He knew that he was, but he couldn't help it; it was like the compulsion to pick at a scab. He wanted to keep picking and picking until it bled. He crossed to the window, staring out at the streets of Zibhok below. Desert pack animals called makhora pulled carts filled with gemstones along the dusty streets, and men in linen cloaks shouted greetings to one another. The palace was built into the rock wall, and Lamir could make out servants rushing down the red stone steps and into the street.

"Something's bothering you," Ireefa said.

He turned. The queen was stretched out like a cat, her naked skin glistening gold against the bedspread. Her anklet glinted as she moved her leg. She pulled the white fur throw over the swell of her chest, and Lamir thought of the snow that covered the mountains in Balutu. When he was a child, his mother had let him leave the court to go sledging if it was a warm day.

It was his only happy memory of their time there.

"Lamir," Ireefa said. "Tell me."

She was smiling coyly, but it wasn't a suggestion. It was an order.
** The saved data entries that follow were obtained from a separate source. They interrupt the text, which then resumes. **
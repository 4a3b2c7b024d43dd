//! Purpose: Small diagnostic collaborators around the kernel module.
//! Exports: `init_error_hint`, `kernel_version`, `shares_object_ino`, `RollbackNotifier`,
//! `NoopNotifier`, `CommandNotifier`, `notify_rollback`.
//! Role: Remediation text, version query, share-directory identity, desktop refresh hook.
//! Invariants: Hints are keyed by POSIX error code and never expose raw codes to users.
//! Invariants: Notifier failures are logged and never fail the calling operation.

use std::path::{Path, PathBuf};

use crate::core::error::{Error, ErrorKind};
use crate::core::module::run_process;

pub const SHARES_DIR: &str = ".zfs/shares/";

#[cfg(target_os = "macos")]
const LOAD_COMMAND: &str = "/sbin/kextload zfs.kext";
#[cfg(not(target_os = "macos"))]
const LOAD_COMMAND: &str = "/sbin/modprobe zfs";

/// Remediation text for a failed library initialisation.
pub fn init_error_hint(errno: i32) -> String {
    match errno {
        libc::ENXIO => format!(
            "The ZFS modules are not loaded.\nTry running '{LOAD_COMMAND}' as root to load them."
        ),
        libc::ENOENT => "/dev/zfs and /proc/self/mounts are required.\n\
             Try running 'udevadm trigger' and 'mount -t proc proc /proc' as root."
            .to_string(),
        libc::ENOEXEC => format!(
            "The ZFS modules cannot be auto-loaded.\n\
             Try running '{LOAD_COMMAND}' as root to manually load them."
        ),
        libc::EACCES => "Permission denied the ZFS utilities must be run as root.".to_string(),
        _ => "Failed to initialize the libzfs library.".to_string(),
    }
}

/// Version string reported by the loaded kernel module.
#[cfg(target_os = "macos")]
pub fn kernel_version(module: &str) -> Result<String, Error> {
    let name = format!("{module}.kext_version");
    let c_name = std::ffi::CString::new(name.clone())
        .map_err(|_| Error::new(ErrorKind::Usage).with_message("invalid module name"))?;
    let mut buf = vec![0u8; 128];
    let mut len = buf.len();
    let rc = unsafe {
        libc::sysctlbyname(
            c_name.as_ptr(),
            buf.as_mut_ptr() as *mut libc::c_void,
            &mut len,
            std::ptr::null_mut(),
            0,
        )
    };
    if rc == -1 {
        let err = std::io::Error::last_os_error();
        return Err(version_error(&name, err));
    }
    buf.truncate(len);
    let end = buf.iter().position(|byte| *byte == 0).unwrap_or(buf.len());
    Ok(String::from_utf8_lossy(&buf[..end]).trim_end().to_string())
}

#[cfg(not(target_os = "macos"))]
pub fn kernel_version(module: &str) -> Result<String, Error> {
    kernel_version_at(&Path::new("/sys/module").join(module).join("version"))
}

#[cfg(not(target_os = "macos"))]
fn kernel_version_at(path: &Path) -> Result<String, Error> {
    std::fs::read_to_string(path)
        .map(|text| text.trim_end().to_string())
        .map_err(|err| version_error(&path.display().to_string(), err))
}

fn version_error(source: &str, err: std::io::Error) -> Error {
    let kind = if err.kind() == std::io::ErrorKind::NotFound {
        ErrorKind::ModuleNotLoaded
    } else {
        ErrorKind::Io
    };
    let mut mapped = Error::new(kind).with_message(format!("cannot read kernel version from {source}"));
    if let Some(errno) = err.raw_os_error() {
        mapped = mapped.with_errno(errno);
    }
    mapped.with_source(err)
}

/// Inode of `<mountpoint>/.zfs/shares/`, used to recognise the shares
/// directory while computing dataset differences.
pub fn shares_object_ino(mountpoint: &Path) -> Result<u64, Error> {
    let path = mountpoint.join(SHARES_DIR);
    let metadata = std::fs::metadata(&path).map_err(|err| {
        Error::new(ErrorKind::Io)
            .with_message(format!("Cannot stat {}", path.display()))
            .with_path(&path)
            .with_source(err)
    })?;
    Ok(inode(&metadata))
}

#[cfg(unix)]
fn inode(metadata: &std::fs::Metadata) -> u64 {
    use std::os::unix::fs::MetadataExt;
    metadata.ino()
}

#[cfg(not(unix))]
fn inode(_metadata: &std::fs::Metadata) -> u64 {
    0
}

/// Desktop-integration hook run after a rollback changed a mounted filesystem.
pub trait RollbackNotifier {
    fn filesystem_changed(&self, mountpoint: &Path);
}

#[derive(Clone, Copy, Debug, Default)]
pub struct NoopNotifier;

impl RollbackNotifier for NoopNotifier {
    fn filesystem_changed(&self, mountpoint: &Path) {
        tracing::trace!(mountpoint = %mountpoint.display(), "no rollback notifier configured");
    }
}

/// Runs `<program> <mountpoint>` and waits for it.
#[derive(Clone, Debug)]
pub struct CommandNotifier {
    program: PathBuf,
}

impl CommandNotifier {
    pub fn new(program: impl Into<PathBuf>) -> Self {
        Self {
            program: program.into(),
        }
    }
}

impl RollbackNotifier for CommandNotifier {
    fn filesystem_changed(&self, mountpoint: &Path) {
        let arg = mountpoint.to_string_lossy();
        match run_process(&self.program, &[arg.as_ref()]) {
            Ok(Some(0)) => {}
            Ok(code) => {
                tracing::warn!(program = %self.program.display(), ?code, "rollback notifier failed")
            }
            Err(err) => {
                tracing::warn!(program = %self.program.display(), error = %err, "rollback notifier could not start")
            }
        }
    }
}

/// Datasets without a mountpoint have nothing to refresh.
pub fn notify_rollback<N: RollbackNotifier + ?Sized>(notifier: &N, mountpoint: Option<&Path>) {
    if let Some(mountpoint) = mountpoint {
        notifier.filesystem_changed(mountpoint);
    }
}

#[cfg(test)]
mod tests {
    use super::*;
    use std::cell::RefCell;

    #[derive(Default)]
    struct RecordingNotifier {
        seen: RefCell<Vec<PathBuf>>,
    }

    impl RollbackNotifier for RecordingNotifier {
        fn filesystem_changed(&self, mountpoint: &Path) {
            self.seen.borrow_mut().push(mountpoint.to_path_buf());
        }
    }

    #[test]
    fn hints_cover_bootstrap_failures() {
        assert!(init_error_hint(libc::ENXIO).contains("not loaded"));
        assert!(init_error_hint(libc::ENXIO).contains(LOAD_COMMAND));
        assert!(init_error_hint(libc::ENOENT).contains("/dev/zfs"));
        assert!(init_error_hint(libc::ENOEXEC).contains("cannot be auto-loaded"));
        assert!(init_error_hint(libc::EACCES).contains("run as root"));
        assert_eq!(
            init_error_hint(libc::EIO),
            "Failed to initialize the libzfs library."
        );
    }

    #[test]
    fn shares_inode_matches_directory() {
        let temp = tempfile::tempdir().expect("tempdir");
        let shares = temp.path().join(".zfs").join("shares");
        std::fs::create_dir_all(&shares).expect("mkdir");
        let ino = shares_object_ino(temp.path()).expect("ino");
        assert_eq!(ino, inode(&std::fs::metadata(&shares).expect("stat")));
    }

    #[test]
    fn shares_inode_reports_unstatable_path() {
        let temp = tempfile::tempdir().expect("tempdir");
        let err = shares_object_ino(temp.path()).expect_err("missing");
        assert_eq!(err.kind(), ErrorKind::Io);
        assert!(err.message().unwrap_or_default().starts_with("Cannot stat "));
    }

    #[cfg(not(target_os = "macos"))]
    #[test]
    fn kernel_version_is_trimmed() {
        let temp = tempfile::tempdir().expect("tempdir");
        let path = temp.path().join("version");
        std::fs::write(&path, "2.2.4-1\n").expect("write");
        assert_eq!(kernel_version_at(&path).expect("version"), "2.2.4-1");
    }

    #[cfg(not(target_os = "macos"))]
    #[test]
    fn kernel_version_missing_module() {
        let err = kernel_version("definitely-not-a-module").expect_err("missing");
        assert_eq!(err.kind(), ErrorKind::ModuleNotLoaded);
    }

    #[test]
    fn rollback_notifies_only_mounted_datasets() {
        let notifier = RecordingNotifier::default();
        notify_rollback(&notifier, None);
        notify_rollback(&notifier, Some(Path::new("/tank/home")));
        assert_eq!(*notifier.seen.borrow(), vec![PathBuf::from("/tank/home")]);
        notify_rollback(&NoopNotifier, Some(Path::new("/tank")));
    }

    #[cfg(unix)]
    #[test]
    fn command_notifier_passes_mountpoint() {
        let temp = tempfile::tempdir().expect("tempdir");
        let marker = temp.path().join("seen");
        let script = temp.path().join("notify.sh");
        std::fs::write(
            &script,
            format!("#!/bin/sh\nprintf '%s' \"$1\" > '{}'\n", marker.display()),
        )
        .expect("write");
        {
            use std::os::unix::fs::PermissionsExt;
            std::fs::set_permissions(&script, std::fs::Permissions::from_mode(0o755))
                .expect("chmod");
        }
        CommandNotifier::new(&script).filesystem_changed(Path::new("/tank/data"));
        assert_eq!(std::fs::read_to_string(&marker).expect("marker"), "/tank/data");
    }
}
//! Purpose: Bootstrap layer that user-space ZFS tools run before talking to the kernel.
//! Exports: `core` (readiness, exec, device gateway, diagnostics, errors) and `api`.
//! Role: Library backing the `zfs-bootstrap` binary and other clients.
//! Invariants: Nothing here reads the process environment except `core::config` and `core::exec::execvpe`.
//! Invariants: Core modules prefer explicit inputs/outputs over hidden state.
pub mod api;
pub mod core;
pub mod notice;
"Why?" Lamir raised an eyebrow. "You already know what it is."

"The mission. You want to go."

"Of course I want to go." Lamir began to pull on loose white trousers. "You know how I feel about the prophecy." He paused to look at her. "The Sage spared my life for a reason. I'm meant to find this girl. To help her."

"Maybe," she said. "And maybe not."

Ireefa's eyes roamed over his chest. Lamir could still remember the first time that she had looked at him like that, when he was sixteen. He had returned from dune surfing with his friends in the Neralim desert, and Ireefa had caught him hosing down in the palace garden. At first, she had only paid him special attention — gifts wrapped in red ribbon delivered to his door, the best cut of meat at dinner put on his plate — and then when Lamir turned eighteen, she invited him into her bed.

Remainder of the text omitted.